Records Block Start

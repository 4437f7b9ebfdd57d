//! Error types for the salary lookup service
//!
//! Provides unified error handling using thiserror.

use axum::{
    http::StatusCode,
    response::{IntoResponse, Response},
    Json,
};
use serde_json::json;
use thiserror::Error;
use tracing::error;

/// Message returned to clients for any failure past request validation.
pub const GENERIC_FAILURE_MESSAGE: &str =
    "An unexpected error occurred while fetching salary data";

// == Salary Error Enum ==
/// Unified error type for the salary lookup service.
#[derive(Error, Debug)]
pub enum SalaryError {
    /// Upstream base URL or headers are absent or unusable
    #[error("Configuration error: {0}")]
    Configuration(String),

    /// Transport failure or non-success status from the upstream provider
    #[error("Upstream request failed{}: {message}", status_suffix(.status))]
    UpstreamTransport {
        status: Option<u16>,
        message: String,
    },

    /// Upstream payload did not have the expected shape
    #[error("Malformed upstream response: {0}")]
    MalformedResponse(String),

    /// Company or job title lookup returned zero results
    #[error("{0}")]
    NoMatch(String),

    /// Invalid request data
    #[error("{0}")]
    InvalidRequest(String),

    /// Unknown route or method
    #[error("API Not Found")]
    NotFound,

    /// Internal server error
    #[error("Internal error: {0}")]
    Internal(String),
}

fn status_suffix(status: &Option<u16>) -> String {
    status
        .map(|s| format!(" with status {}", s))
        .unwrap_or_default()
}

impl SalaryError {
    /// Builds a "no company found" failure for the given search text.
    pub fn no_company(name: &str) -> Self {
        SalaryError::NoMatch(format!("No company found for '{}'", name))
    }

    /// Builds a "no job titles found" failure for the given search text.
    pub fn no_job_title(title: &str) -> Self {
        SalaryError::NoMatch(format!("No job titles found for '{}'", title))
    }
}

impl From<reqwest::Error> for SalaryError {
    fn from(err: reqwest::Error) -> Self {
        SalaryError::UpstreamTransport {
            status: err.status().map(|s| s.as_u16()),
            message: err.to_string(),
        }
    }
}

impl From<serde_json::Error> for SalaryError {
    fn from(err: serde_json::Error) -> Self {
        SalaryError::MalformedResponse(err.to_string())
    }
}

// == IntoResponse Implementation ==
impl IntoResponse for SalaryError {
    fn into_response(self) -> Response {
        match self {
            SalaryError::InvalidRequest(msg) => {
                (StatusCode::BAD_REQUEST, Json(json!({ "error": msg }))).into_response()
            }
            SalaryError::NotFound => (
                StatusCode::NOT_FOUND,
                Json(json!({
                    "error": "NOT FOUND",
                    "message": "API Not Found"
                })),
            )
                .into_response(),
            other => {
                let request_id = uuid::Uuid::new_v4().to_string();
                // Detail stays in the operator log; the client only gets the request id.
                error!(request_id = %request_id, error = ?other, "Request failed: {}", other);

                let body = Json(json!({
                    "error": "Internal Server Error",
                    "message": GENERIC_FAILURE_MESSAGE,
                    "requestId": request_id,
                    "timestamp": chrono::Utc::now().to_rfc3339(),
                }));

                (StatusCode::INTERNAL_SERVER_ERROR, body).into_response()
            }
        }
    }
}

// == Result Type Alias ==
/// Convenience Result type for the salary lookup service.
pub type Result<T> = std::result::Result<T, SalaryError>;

Records Block End

Assignment
Please say only the number of lines in the data that hold "body".

Written answer
2